Below, we’ll cover the main differences between leasing and buying solar panels, focusing on overall cost differences and lifetime savings potential.
Here’s a quick look at the main similarities and differences between leasing and buying solar panels.
|Homeowner owns the panels||Solar leasing company owns the panels|
|High upfront costs||No/little money required upfront|
|Access to tax credits||Ineligible for tax credits|
|Access to net metering programs||Ineligible for net metering programs|
|Higher lifetime savings||Lower lifetime savings|
|Lower monthly energy bills||Lower monthly energy bills|
|Homeowner is responsible for maintenance||Maintenance is handled by the leasing company|
Leasing solar panels is a way to invest in solar power without having to lay out a large sum of money upfront. It makes rooftop solar power more accessible to people on tight budgets at the expense of long-term savings.

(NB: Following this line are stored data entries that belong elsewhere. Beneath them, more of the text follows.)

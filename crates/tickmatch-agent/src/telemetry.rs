//! Tracing subscriber setup.
//!
//! `RUST_LOG` controls filtering; without it the default directive from
//! `tickmatch_types::constants` applies.

use tickmatch_types::constants;
use tracing_subscriber::layer::SubscriberExt;
use tracing_subscriber::util::SubscriberInitExt;
use tracing_subscriber::{fmt, EnvFilter};

/// Log output format.
#[derive(Debug, Clone, Copy, PartialEq, Eq, Default)]
pub enum LogFormat {
    /// Single-line human-readable output.
    #[default]
    Compact,
    /// One JSON object per event, for log aggregation.
    Json,
}

impl LogFormat {
    /// Parse from a string; anything other than `json` is compact.
    #[must_use]
    pub fn parse(s: &str) -> Self {
        if s.eq_ignore_ascii_case("json") {
            Self::Json
        } else {
            Self::Compact
        }
    }
}

fn env_filter() -> EnvFilter {
    EnvFilter::try_from_default_env()
        .unwrap_or_else(|_| EnvFilter::new(constants::DEFAULT_LOG_FILTER))
}

/// Install the global subscriber.
///
/// Returns `false` if a subscriber was already installed; calling this
/// more than once is harmless.
pub fn init_tracing(format: LogFormat) -> bool {
    let registry = tracing_subscriber::registry().with(env_filter());
    let result = match format {
        LogFormat::Compact => registry.with(fmt::layer().compact()).try_init(),
        LogFormat::Json => registry.with(fmt::layer().json()).try_init(),
    };
    let installed = result.is_ok();
    if installed {
        tracing::debug!(
            engine = constants::ENGINE_NAME,
            version = constants::VERSION,
            ?format,
            "Tracing initialised"
        );
    }
    installed
}

#[cfg(test)]
mod tests {
    use super::*;

    #[test]
    fn parse_format() {
        assert_eq!(LogFormat::parse("JSON"), LogFormat::Json);
        assert_eq!(LogFormat::parse("compact"), LogFormat::Compact);
        assert_eq!(LogFormat::parse("whatever"), LogFormat::Compact);
    }

    #[test]
    fn second_init_is_harmless() {
        let _ = init_tracing(LogFormat::Compact);
        assert!(!init_tracing(LogFormat::Json));
    }
}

When you lease solar panels, you don’t own them, so the energy they produce doesn’t belong to you. That means you can’t take advantage of solar incentives or net metering programs, and you won’t enjoy increased home value since the solar panels aren’t technically part of your home.
Buying solar panels requires more initial capital but rewards you with greater savings over the course of your solar system’s life. People who purchase their solar panels — either outright in case or via a loan — can offset the high upfront cost by taking advantage of local and federal solar tax credits.
Additionally, buying and installing solar panels increases the value of your home, making it possible to recoup most of your investment should you decide to sell your home down the road. Solar panels also make your home more attractive to potential buyers, which makes it easier to sell your home in a competitive market. New owners get to enjoy the lowered electricity costs of a home with solar panels without the hassle of buying and installing them, making homes with rooftop solar especially attractive to first-time home buyers.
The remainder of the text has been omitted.